* **Work task**: From the data below, copy exactly the lines that lie between the one holding "pub struct MockSelectLines" and the one holding "Every committed transaction", including both, and nothing more.

(Collected data entries)
'''

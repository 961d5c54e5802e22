//! Mock implementations for testing without hardware.
//!
//! Test doubles for every hardware trait, with public inspection fields so
//! tests can verify what reached the "hardware".
//!
//! | Mock | Trait | Purpose |
//! |------|-------|---------|
//! | [`MockFastPwm`] | [`FastPwm`] | Records per-pin duty writes |
//! | [`MockSlowPwm`] | [`SlowPwm`] | Records begin/frequency/duty writes |
//! | [`MockSelectLines`] | [`SelectLines`] | Tracks select line levels |
//! | [`MockBus`] | [`I2cBus`] | Scripted register device with failure injection |
//! | [`MockAnalog`] | [`AnalogReader`] | Per-pin scripted samples |
//! | [`MockIrq`] | [`InterruptControl`] | Mask/unmask balance tracking |
//! | [`MockTransport`] | [`PacketTransport`] | Queued inbound, captured replies |
//! | [`MockDelay`] | [`DelayMs`] | Records requested delays |
//!
//! [`MockHardware`] bundles them all behind [`UnitHardware`].
//!
//! # Example
//!
//! ```rust
//! use portmux::hal::MockHardware;
//! use portmux::{DevicePort, PinMap};
//!
//! let mut hw = MockHardware::new();
//! hw.bus.load_vector(&[0x34, 0x12, 0x78, 0x56, 0xAB, 0xCD]);
//!
//! let port = DevicePort::new(&PinMap::default(), 0);
//! let reading = port.read_acc_state(&mut hw).unwrap();
//! assert_eq!(reading.x, 0x1234);
//! assert!(hw.irq.balanced());
//! ```

use crate::bus::SELECT_LINE_COUNT;
use crate::traits::{
    AnalogReader, BusStop, DelayMs, FastPwm, I2cBus, InterruptControl, PacketTransport,
    SelectLines, SlowPwm, UnitHardware, INBOUND_PACKET_LEN, REPLY_PACKET_LEN,
};

use alloc::vec::Vec;

// ============================================================================
// PWM Mocks
// ============================================================================

/// Mock fast PWM peripheral; records every `(pin, level)` write.
#[derive(Debug, Default)]
pub struct MockFastPwm {
    /// All duty writes, in order.
    pub writes: Vec<(u8, u8)>,
}

impl MockFastPwm {
    /// Creates a mock with no recorded writes.
    pub fn new() -> Self {
        Self::default()
    }

    /// The most recent duty written to `pin`, if any.
    pub fn last_duty(&self, pin: u8) -> Option<u8> {
        self.writes
            .iter()
            .rev()
            .find(|(p, _)| *p == pin)
            .map(|(_, level)| *level)
    }
}

impl FastPwm for MockFastPwm {
    fn set_duty(&mut self, pin: u8, level: u8) {
        self.writes.push((pin, level));
    }
}

/// Mock slow PWM controller; records lifecycle and duty writes.
#[derive(Debug, Default)]
pub struct MockSlowPwm {
    /// Whether `begin()` was called.
    pub begun: bool,
    /// The last programmed shared frequency.
    pub frequency: Option<u16>,
    /// All duty writes, in order.
    pub writes: Vec<(u8, u16)>,
}

impl MockSlowPwm {
    /// Creates an un-started mock controller.
    pub fn new() -> Self {
        Self::default()
    }

    /// The most recent duty written to `channel`, if any.
    pub fn last_duty(&self, channel: u8) -> Option<u16> {
        self.writes
            .iter()
            .rev()
            .find(|(c, _)| *c == channel)
            .map(|(_, duty)| *duty)
    }
}

impl SlowPwm for MockSlowPwm {
    fn begin(&mut self) {
        self.begun = true;
    }

    fn set_frequency(&mut self, freq_hz: u16) {
        self.frequency = Some(freq_hz);
    }

    fn set_duty(&mut self, channel: u8, duty: u16) {
        self.writes.push((channel, duty));
    }
}

// ============================================================================
// Bus Mocks
// ============================================================================

/// Mock select lines; tracks levels and every drive call.
#[derive(Debug, Default)]
pub struct MockSelectLines {
    /// Current level of each line.
    pub lines: [bool; SELECT_LINE_COUNT],
    /// Every `(line, high)` drive, in order.
    pub writes: Vec<(usize, bool)>,
}

impl MockSelectLines {
    /// Creates mock lines, all low.
    pub fn new() -> Self {
        Self::default()
    }

    /// The target code currently encoded on the lines.
    pub fn current_code(&self) -> u8 {
        self.lines
            .iter()
            .enumerate()
            .fold(0, |code, (i, &high)| code | (u8::from(high) << i))
    }
}

impl SelectLines for MockSelectLines {
    fn drive(&mut self, line: usize, high: bool) {
        self.lines[line] = high;
        self.writes.push((line, high));
    }
}

/// Error type of the mock bus.
#[derive(Clone, Copy, Debug, PartialEq, Eq)]
pub struct MockBusError;

/// Mock I2C bus simulating a register-addressed device.
///
/// Two-byte committed writes are recorded as register writes, one-byte
/// writes as read-pointer updates. Read requests serve bytes previously
/// loaded with [`load_vector`](Self::load_vector) — load fewer than
/// requested to simulate a short transfer. `fail_writes` / `fail_reads`
/// inject bus timeouts.
#[derive(Debug, Default)]
pub struct MockBus {
    addr: u8,
    write_buf: Vec<u8>,
    pending: Vec<u8>,
    /// Committed register writes as `(device, register, value)`.
    pub register_writes: Vec<(u8, u8, u8)>,
    /// The last committed read-pointer register.
    pub pointer: Option<u8>,
    /// Bytes served on the next read request.
    pub read_data: Vec<u8>,
    /// Every committed transaction as `(device, stop_mode)`.
    pub transactions: Vec<(u8, BusStop)>,
    /// When set, `end()` fails with a timeout.
    pub fail_writes: bool,
    /// When set, `request_from()` fails with a timeout.
    pub fail_reads: bool,
}
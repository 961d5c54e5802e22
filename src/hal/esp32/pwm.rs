//! PWM implementations: LEDC fast channels and the PCA9685 slow controller.
//!
//! Fast PWM uses the ESP32 LEDC peripheral, one channel per output pin, at
//! native frequency well above the slow tier. Slow PWM is a PCA9685
//! 16-channel 12-bit driver on its own I2C bus, one shared frequency for
//! all channels.

use crate::traits::{FastPwm, SlowPwm};
use alloc::vec::Vec;
use esp_idf_hal::delay::TickType;
use esp_idf_hal::i2c::I2cDriver;
use esp_idf_hal::ledc::LedcDriver;

/// LEDC-backed fast PWM, addressed by physical pin number.
///
/// Each output pin gets one pre-configured [`LedcDriver`]; the table maps
/// pin numbers to channels so duty writes stay a plain lookup. Duty levels
/// are 8-bit and rescaled to the channel's native resolution.
///
/// # Example
///
/// ```ignore
/// use portmux::hal::esp32::Esp32FastPwm;
///
/// let fast = Esp32FastPwm::new()
///     .with_channel(3, ledc_gpio3)
///     .with_channel(4, ledc_gpio4);
/// ```
pub struct Esp32FastPwm<'d> {
    channels: Vec<(u8, LedcDriver<'d>)>,
}

impl<'d> Esp32FastPwm<'d> {
    /// Creates an empty channel table.
    pub fn new() -> Self {
        Self {
            channels: Vec::new(),
        }
    }

    /// Registers a configured LEDC channel under a pin number.
    pub fn with_channel(mut self, pin: u8, driver: LedcDriver<'d>) -> Self {
        self.channels.push((pin, driver));
        self
    }
}

impl Default for Esp32FastPwm<'_> {
    fn default() -> Self {
        Self::new()
    }
}

impl FastPwm for Esp32FastPwm<'_> {
    fn set_duty(&mut self, pin: u8, level: u8) {
        if let Some((_, drv)) = self.channels.iter_mut().find(|(p, _)| *p == pin) {
            let max = drv.get_max_duty();
            let duty = u32::from(level) * max / 255;
            // A failed register write leaves the previous duty in place;
            // unknown pins are ignored, matching the trait contract.
            let _ = drv.set_duty(duty);
        }
    }
}

/// PCA9685 16-channel slow PWM controller.
///
/// The chip sits on its own I2C bus, separate from the multiplexed sensor
/// bus, so duty writes never contend with accelerometer traffic. One
/// prescaler sets the output frequency for all 16 channels; duty is 12-bit
/// per channel.
///
/// Transfer errors are dropped: the duty registers simply keep their
/// previous values, and the next write retries the transfer.
pub struct Esp32SlowPwm<'d> {
    i2c: I2cDriver<'d>,
    addr: u8,
    timeout: u32,
}

impl<'d> Esp32SlowPwm<'d> {
    /// MODE1 register
    const REG_MODE1: u8 = 0x00;

    /// First duty register (LED0_ON_L); each channel occupies four
    const REG_LED0_ON_L: u8 = 0x06;

    /// Prescaler register
    const REG_PRESCALE: u8 = 0xFE;

    /// MODE1: low-power sleep (oscillator off)
    const MODE1_SLEEP: u8 = 0x10;

    /// MODE1: register auto-increment
    const MODE1_AI: u8 = 0x20;

    /// MODE1: restart PWM after wake
    const MODE1_RESTART: u8 = 0x80;

    /// Internal oscillator frequency in Hz
    const OSC_HZ: u32 = 25_000_000;

    /// Per-transfer timeout in milliseconds
    const TIMEOUT_MS: u64 = 20;

    /// Wraps a configured I2C driver for the PCA9685 at `addr`.
    pub fn new(i2c: I2cDriver<'d>, addr: u8) -> Self {
        Self {
            i2c,
            addr,
            timeout: TickType::from(core::time::Duration::from_millis(Self::TIMEOUT_MS)).ticks(),
        }
    }

    fn write_reg(&mut self, reg: u8, value: u8) {
        let _ = self.i2c.write(self.addr, &[reg, value], self.timeout);
    }
}

impl SlowPwm for Esp32SlowPwm<'_> {
    fn begin(&mut self) {
        // Wake the oscillator and enable auto-increment for the 4-byte
        // duty writes.
        self.write_reg(Self::REG_MODE1, Self::MODE1_AI);
    }

    fn set_frequency(&mut self, freq_hz: u16) {
        let freq = u32::from(freq_hz.max(1));
        let prescale = (Self::OSC_HZ / (4096 * freq)).saturating_sub(1).min(255) as u8;

        // The prescaler only loads while the oscillator sleeps.
        self.write_reg(Self::REG_MODE1, Self::MODE1_AI | Self::MODE1_SLEEP);
        self.write_reg(Self::REG_PRESCALE, prescale);
        self.write_reg(Self::REG_MODE1, Self::MODE1_AI);
        self.write_reg(Self::REG_MODE1, Self::MODE1_AI | Self::MODE1_RESTART);
    }

    fn set_duty(&mut self, channel: u8, duty: u16) {
        if channel >= 16 {
            return;
        }
        let off = duty.min(4095);
        let reg = Self::REG_LED0_ON_L + channel * 4;
        // ON = 0, OFF = duty: leading-edge aligned, one auto-increment burst.
        let _ = self.i2c.write(
            self.addr,
            &[reg, 0, 0, (off & 0xFF) as u8, (off >> 8) as u8],
            self.timeout,
        );
    }
}
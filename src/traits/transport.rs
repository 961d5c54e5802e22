//! Host-facing packet transport abstraction.
//!
//! The host channel is packetized: every inbound message is exactly
//! [`INBOUND_PACKET_LEN`] bytes, every reply exactly [`REPLY_PACKET_LEN`]
//! bytes. Framing on top of the raw link (USB HID report, UART accumulator,
//! ...) is the implementation's job; the core only ever sees whole packets.

/// Size of one inbound command packet in bytes.
pub const INBOUND_PACKET_LEN: usize = 64;

/// Size of one outbound reply packet in bytes.
pub const REPLY_PACKET_LEN: usize = 10;

/// Fixed-size packet transport to the host.
///
/// `try_recv` is the single polling point of the firmware's main loop and
/// must never block: if no complete packet is pending it returns `0`
/// immediately. Both methods are called from inside a critical section by
/// the framing layer, so implementations must not take unbounded time.
pub trait PacketTransport {
    /// Poll for one inbound packet. Copies it into `buf` and returns the
    /// byte count on receipt, or `0` if nothing is pending.
    fn try_recv(&mut self, buf: &mut [u8; INBOUND_PACKET_LEN]) -> usize;

    /// Transmit one reply packet.
    fn send(&mut self, packet: &[u8; REPLY_PACKET_LEN]);
}
//! Scoped interrupt masking.
//!
//! The select-line state, the bus transaction cursor, and the slow-PWM duty
//! registers are shared mutable state with no owning lock: atomicity against
//! ISRs comes from masking interrupts around every multi-step access.
//! [`CriticalGuard`] makes that bracketing structural — interrupts are
//! masked on construction and restored on drop, so every exit path out of a
//! bus or PWM sequence (including `?` early returns) releases the section.
//!
//! Sections must stay short: immediate hardware writes and bounded
//! hardware-protocol waits only, nothing open-ended.
//!
//! # Example
//!
//! ```rust
//! use portmux::critical::CriticalGuard;
//! use portmux::hal::MockIrq;
//! use portmux::traits::InterruptControl;
//!
//! let mut irq = MockIrq::new();
//! {
//!     let _cs = CriticalGuard::new(&mut irq);
//!     // bounded hardware work
//! }
//! assert!(irq.balanced());
//! ```

use crate::traits::InterruptControl;

/// RAII critical section: masks interrupts while alive.
///
/// Holding the guard mutably borrows the interrupt controller, so a second
/// guard cannot be constructed over the same controller while one is live.
#[must_use = "dropping the guard immediately re-enables interrupts"]
pub struct CriticalGuard<'a, I: InterruptControl> {
    irq: &'a mut I,
}

impl<'a, I: InterruptControl> CriticalGuard<'a, I> {
    /// Mask interrupts and enter the critical section.
    pub fn new(irq: &'a mut I) -> Self {
        irq.mask();
        Self { irq }
    }
}

impl<I: InterruptControl> Drop for CriticalGuard<'_, I> {
    fn drop(&mut self) {
        self.irq.unmask();
    }
}

#[cfg(test)]
mod tests {
    use super::*;

    #[derive(Default)]
    struct CountingIrq {
        masks: u32,
        unmasks: u32,
    }

    impl InterruptControl for CountingIrq {
        fn mask(&mut self) {
            self.masks += 1;
        }

        fn unmask(&mut self) {
            self.unmasks += 1;
        }
    }

    #[test]
    fn guard_masks_on_entry_and_unmasks_on_drop() {
        let mut irq = CountingIrq::default();
        {
            let _cs = CriticalGuard::new(&mut irq);
        }
        assert_eq!(irq.masks, 1);
        assert_eq!(irq.unmasks, 1);
    }

    #[test]
    fn guard_unmasks_on_early_return() {
        fn fallible(irq: &mut CountingIrq) -> Result<(), ()> {
            let _cs = CriticalGuard::new(irq);
            Err(())?;
            Ok(())
        }

        let mut irq = CountingIrq::default();
        assert!(fallible(&mut irq).is_err());
        assert_eq!(irq.masks, 1);
        assert_eq!(irq.unmasks, 1);
    }
}
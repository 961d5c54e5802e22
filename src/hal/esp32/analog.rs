//! Analog sampling over the ESP32 oneshot ADC.

use crate::traits::AnalogReader;
use alloc::boxed::Box;
use alloc::vec::Vec;

/// Pin-addressed analog sampler.
///
/// Each ESP32 ADC channel driver is its own concrete type, so the table
/// holds one sampling closure per pin instead of the drivers themselves.
/// Register a closure reading the matching `AdcChannelDriver` for every
/// analog pin in the unit's pin map; unknown pins read as `0`.
///
/// # Example
///
/// ```ignore
/// use portmux::hal::esp32::Esp32Analog;
///
/// let analog = Esp32Analog::new()
///     .with_channel(14, move || pressure_ch.read().unwrap_or(0))
///     .with_channel(15, move || flex_ch.read().unwrap_or(0));
/// ```
pub struct Esp32Analog<'d> {
    channels: Vec<(u8, Box<dyn FnMut() -> u16 + 'd>)>,
}

impl<'d> Esp32Analog<'d> {
    /// Creates an empty channel table.
    pub fn new() -> Self {
        Self {
            channels: Vec::new(),
        }
    }

    /// Registers a sampling closure under a pin number.
    pub fn with_channel(mut self, pin: u8, sample: impl FnMut() -> u16 + 'd) -> Self {
        self.channels.push((pin, Box::new(sample)));
        self
    }
}

impl Default for Esp32Analog<'_> {
    fn default() -> Self {
        Self::new()
    }
}

impl AnalogReader for Esp32Analog<'_> {
    fn read(&mut self, pin: u8) -> u16 {
        match self.channels.iter_mut().find(|(p, _)| *p == pin) {
            Some((_, sample)) => sample(),
            None => 0,
        }
    }
}
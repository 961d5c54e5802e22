//! Unit configuration.
//!
//! Uses `heapless::String` for `no_std` compatibility while remaining
//! ergonomic on desktop. Everything is fixed at construction — the port
//! set, the pin map, and the timing knobs never change at runtime.
//!
//! # Example
//!
//! ```rust
//! use portmux::config::{DeviceConfig, UnitConfig};
//!
//! // Use defaults
//! let config = UnitConfig::default();
//!
//! // Or customize
//! let config = UnitConfig::default()
//!     .with_spwm_freq_hz(1200)
//!     .with_device(DeviceConfig::default().with_name("bench unit"));
//! ```

use crate::pins::PinMap;
use heapless::String as HString;

/// Maximum length for identity strings (device names, ids).
pub const MAX_SHORT_STRING: usize = 64;

/// Type alias for identity strings.
pub type ShortString = HString<MAX_SHORT_STRING>;

/// Create a [`ShortString`] from a `&str`, truncating at a valid UTF-8
/// boundary if too long.
pub fn short_string(s: &str) -> ShortString {
    let mut hs = ShortString::new();
    let valid_end = s
        .char_indices()
        .take_while(|&(i, c)| i + c.len_utf8() <= MAX_SHORT_STRING)
        .last()
        .map(|(i, c)| i + c.len_utf8())
        .unwrap_or(0);
    let _ = hs.push_str(&s[..valid_end]);
    hs
}

/// Complete unit configuration.
#[derive(Clone, Debug, Default)]
pub struct UnitConfig {
    /// Pin and resource tables for this board.
    pub pinmap: PinMap,
    /// Timing and bring-up knobs.
    pub timing: TimingConfig,
    /// Device identification.
    pub device: DeviceConfig,
}

impl UnitConfig {
    /// Set the pin map.
    pub fn with_pinmap(mut self, pinmap: PinMap) -> Self {
        self.pinmap = pinmap;
        self
    }

    /// Set the timing configuration.
    pub fn with_timing(mut self, timing: TimingConfig) -> Self {
        self.timing = timing;
        self
    }

    /// Set the slow-PWM shared frequency.
    pub fn with_spwm_freq_hz(mut self, hz: u16) -> Self {
        self.timing.spwm_freq_hz = hz;
        self
    }

    /// Set the device configuration.
    pub fn with_device(mut self, device: DeviceConfig) -> Self {
        self.device = device;
        self
    }
}

/// Timing and bring-up knobs.
#[derive(Clone, Copy, Debug)]
pub struct TimingConfig {
    /// Shared frequency of the slow-PWM controller in Hz.
    pub spwm_freq_hz: u16,
    /// Settling delay after each port's accelerometer init, in ms.
    pub settle_delay_ms: u32,
    /// Maximum number of stale inbound packets drained at init.
    pub drain_limit: u32,
}

impl Default for TimingConfig {
    fn default() -> Self {
        Self {
            spwm_freq_hz: 1000,
            settle_delay_ms: 5,
            drain_limit: 100,
        }
    }
}

impl TimingConfig {
    /// Set the slow-PWM shared frequency.
    pub fn with_spwm_freq_hz(mut self, hz: u16) -> Self {
        self.spwm_freq_hz = hz;
        self
    }

    /// Set the post-init settling delay.
    pub fn with_settle_delay_ms(mut self, ms: u32) -> Self {
        self.settle_delay_ms = ms;
        self
    }

    /// Set the stale-packet drain bound.
    pub fn with_drain_limit(mut self, limit: u32) -> Self {
        self.drain_limit = limit;
        self
    }
}

/// Device identification configuration.
#[derive(Clone, Debug)]
pub struct DeviceConfig {
    /// Human-readable device name.
    pub name: ShortString,
    /// Unit id (for multi-unit installations).
    pub id: ShortString,
}

impl Default for DeviceConfig {
    fn default() -> Self {
        Self {
            name: short_string("portmux"),
            id: short_string("unit0"),
        }
    }
}

impl DeviceConfig {
    /// Set the device name.
    pub fn with_name(mut self, name: &str) -> Self {
        self.name = short_string(name);
        self
    }

    /// Set the unit id.
    pub fn with_id(mut self, id: &str) -> Self {
        self.id = short_string(id);
        self
    }
}

#[cfg(test)]
mod tests {
    use super::*;

    #[test]
    fn default_config() {
        let config = UnitConfig::default();
        assert_eq!(config.timing.spwm_freq_hz, 1000);
        assert_eq!(config.timing.settle_delay_ms, 5);
        assert_eq!(config.timing.drain_limit, 100);
        assert_eq!(config.device.name.as_str(), "portmux");
    }

    #[test]
    fn builder_pattern() {
        let config = UnitConfig::default()
            .with_spwm_freq_hz(1600)
            .with_timing(TimingConfig::default().with_drain_limit(10))
            .with_device(DeviceConfig::default().with_name("rig").with_id("u7"));

        // with_timing replaces the whole block, including earlier tweaks
        assert_eq!(config.timing.spwm_freq_hz, 1000);
        assert_eq!(config.timing.drain_limit, 10);
        assert_eq!(config.device.name.as_str(), "rig");
        assert_eq!(config.device.id.as_str(), "u7");
    }

    #[test]
    fn short_string_truncation() {
        let long_input = "a".repeat(100);
        let s = short_string(&long_input);
        assert!(s.len() <= MAX_SHORT_STRING);
    }

    #[test]
    fn short_string_utf8_boundary() {
        let input = "🛰️".repeat(20);
        let s = short_string(&input);
        assert!(!s.is_empty());
        assert!(s.len() <= MAX_SHORT_STRING);
        assert!(core::str::from_utf8(s.as_bytes()).is_ok());
    }
}
//! The multiplexed sensor I2C bus and its GPIO select lines.

use crate::bus::SELECT_LINE_COUNT;
use crate::traits::{BusStop, I2cBus, SelectLines};
use alloc::collections::VecDeque;
use alloc::vec;
use alloc::vec::Vec;
use esp_idf_hal::delay::TickType;
use esp_idf_hal::gpio::{AnyOutputPin, Output, PinDriver};
use esp_idf_hal::i2c::I2cDriver;
use esp_idf_hal::sys::EspError;

/// GPIO drivers for the mux select lines, indexed by table position.
pub struct Esp32SelectLines<'d> {
    lines: [PinDriver<'d, AnyOutputPin, Output>; SELECT_LINE_COUNT],
}

impl<'d> Esp32SelectLines<'d> {
    /// Wraps the three configured output pins, lowest-order line first.
    pub fn new(lines: [PinDriver<'d, AnyOutputPin, Output>; SELECT_LINE_COUNT]) -> Self {
        Self { lines }
    }
}

impl SelectLines for Esp32SelectLines<'_> {
    fn drive(&mut self, line: usize, high: bool) {
        if let Some(pin) = self.lines.get_mut(line) {
            let _ = if high { pin.set_high() } else { pin.set_low() };
        }
    }
}

/// The shared sensor bus, wrapped in the transactional write/read shape the
/// core expects.
///
/// Writes are buffered until [`end`](I2cBus::end) commits them in one
/// transfer; reads are fetched in one transfer and drained byte by byte.
/// Every transfer carries a bounded timeout, so a wedged device surfaces as
/// an `Err` or a short read rather than a hang.
///
/// ESP-IDF's master API issues a stop after every transfer, so
/// [`NoStop`](BusStop::NoStop) commits are accepted and transferred the
/// same way; the unit's devices tolerate this.
pub struct Esp32Bus<'d> {
    i2c: I2cDriver<'d>,
    addr: u8,
    write_buf: Vec<u8>,
    pending: VecDeque<u8>,
    timeout: u32,
}

impl<'d> Esp32Bus<'d> {
    /// Per-transfer timeout in milliseconds
    const TIMEOUT_MS: u64 = 20;

    /// Wraps a configured I2C driver for the sensor bus.
    pub fn new(i2c: I2cDriver<'d>) -> Self {
        Self {
            i2c,
            addr: 0,
            write_buf: Vec::new(),
            pending: VecDeque::new(),
            timeout: TickType::from(core::time::Duration::from_millis(Self::TIMEOUT_MS)).ticks(),
        }
    }
}

impl I2cBus for Esp32Bus<'_> {
    type Error = EspError;

    fn begin_write(&mut self, addr: u8) {
        self.addr = addr;
        self.write_buf.clear();
    }

    fn write(&mut self, byte: u8) {
        self.write_buf.push(byte);
    }

    fn end(&mut self, _stop: BusStop) -> Result<(), Self::Error> {
        let result = self.i2c.write(self.addr, &self.write_buf, self.timeout);
        self.write_buf.clear();
        result
    }

    fn request_from(&mut self, addr: u8, len: usize) -> Result<usize, Self::Error> {
        let mut buf = vec![0u8; len];
        self.i2c.read(addr, &mut buf, self.timeout)?;
        self.pending.clear();
        self.pending.extend(buf);
        Ok(len)
    }

    fn read_byte(&mut self) -> Option<u8> {
        self.pending.pop_front()
    }
}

'''

* **Output of the task**:
pub struct MockSelectLines {
    /// Current level of each line.
    pub lines: [bool; SELECT_LINE_COUNT],
    /// Every `(line, high)` drive, in order.
    pub writes: Vec<(usize, bool)>,
}

impl MockSelectLines {
    /// Creates mock lines, all low.
    pub fn new() -> Self {
        Self::default()
    }

    /// The target code currently encoded on the lines.
    pub fn current_code(&self) -> u8 {
        self.lines
            .iter()
            .enumerate()
            .fold(0, |code, (i, &high)| code | (u8::from(high) << i))
    }
}

impl SelectLines for MockSelectLines {
    fn drive(&mut self, line: usize, high: bool) {
        self.lines[line] = high;
        self.writes.push((line, high));
    }
}

/// Error type of the mock bus.
#[derive(Clone, Copy, Debug, PartialEq, Eq)]
pub struct MockBusError;

/// Mock I2C bus simulating a register-addressed device.
///
/// Two-byte committed writes are recorded as register writes, one-byte
/// writes as read-pointer updates. Read requests serve bytes previously
/// loaded with [`load_vector`](Self::load_vector) — load fewer than
/// requested to simulate a short transfer. `fail_writes` / `fail_reads`
/// inject bus timeouts.
#[derive(Debug, Default)]
pub struct MockBus {
    addr: u8,
    write_buf: Vec<u8>,
    pending: Vec<u8>,
    /// Committed register writes as `(device, register, value)`.
    pub register_writes: Vec<(u8, u8, u8)>,
    /// The last committed read-pointer register.
    pub pointer: Option<u8>,
    /// Bytes served on the next read request.
    pub read_data: Vec<u8>,
    /// Every committed transaction as `(device, stop_mode)`.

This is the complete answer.